Post by Higgenbotham »

vincecate wrote:Are you under the impression that The Great Depression started in 1920? People think of deflation and depression going together, but my point is it was only the first 3 years of the decade, not the whole decade. It ended when they went off the 40% gold standard and could print money freely. I know of no case where a country with a pure fiat currency had a 30% price drop like those first 3 years of the Great Depression. Do you?
I would say the Great Depression started on a rolling basis somewhere in the late 1920s. Some sectors of the economy were suffering before the 1929 crash. If you want to ignore 1920, then why not look at the deflation having started at the second peak in 1926 and lasting 8 years or so. The first 3 or 4 years were mild and the last 3 or 4 years were severe.

Deflation and depression are two different things, although one can affect the other. The original question I thought was how long deflation has typically lasted historically. My best answer would be 20 years plus or minus a few years.

First, a few months back, you asked if there was ever a deflation when a country was not on a gold standard. My answer was yes, that the Bank of England web site showed a severe deflation in the early 1800s when England was not on a gold standard. Other data sources were used to confirm that.

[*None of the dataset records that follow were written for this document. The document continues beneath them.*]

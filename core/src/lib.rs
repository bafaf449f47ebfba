//! Client core for the moltpress social network API.
//!
//! # Overview
//! Builds `HttpRequest` values and parses `HttpResponse` values without
//! touching the network (host-does-IO pattern), then layers a typed,
//! executing `Api` and a session store on top.
//!
//! # Design
//! - `SocialClient` holds the base URL and bearer token; every endpoint is a
//!   `build_*` method plus the shared `parse_json` / `parse_empty`.
//! - `Transport` performs the round-trip; `UreqTransport` is the blocking
//!   HTTP implementation with a cookie jar.
//! - `Api` is build → execute → parse per endpoint.
//! - `AuthStore` owns an `Api` and writes an injectable `SessionState`.
//! - DTOs are defined independently from the mock-server crate; integration
//!   tests catch schema drift.

pub mod api;
pub mod client;
pub mod config;
pub mod error;
pub mod http;
pub mod session;
pub mod transport;
pub mod types;

pub use api::Api;
pub use client::{SocialClient, API_PREFIX};
pub use config::ClientConfig;
pub use error::ApiError;
pub use http::{HttpMethod, HttpRequest, HttpResponse, MultipartForm};
pub use session::{AuthStore, HostContext, Interactive, LoadOutcome, Phase, Prerender, Session, SessionState};
pub use transport::{Transport, UreqTransport};
pub use types::{
    CreatePost, FeedFilter, LoginResponse, Page, Post, ReblogRequest, RegisterRequest, RegisterResponse,
    ThemeSettings, Timeline, TrendingTag, UpdateProfile, User,
};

The question you're asking now is whether a severe deflation has occurred where a country had a pure fiat currency. The US doesn't have a pure fiat currency now. A pure fiat currency is where there is no credit market and the only means for payment that exists is a paper currency that has no backing. When a country is not credit worthy, that says something about the condition that country finds itself in, which goes hand in hand with worthless money if the country is not moving in the direction of making itself credit worthy, which is rare.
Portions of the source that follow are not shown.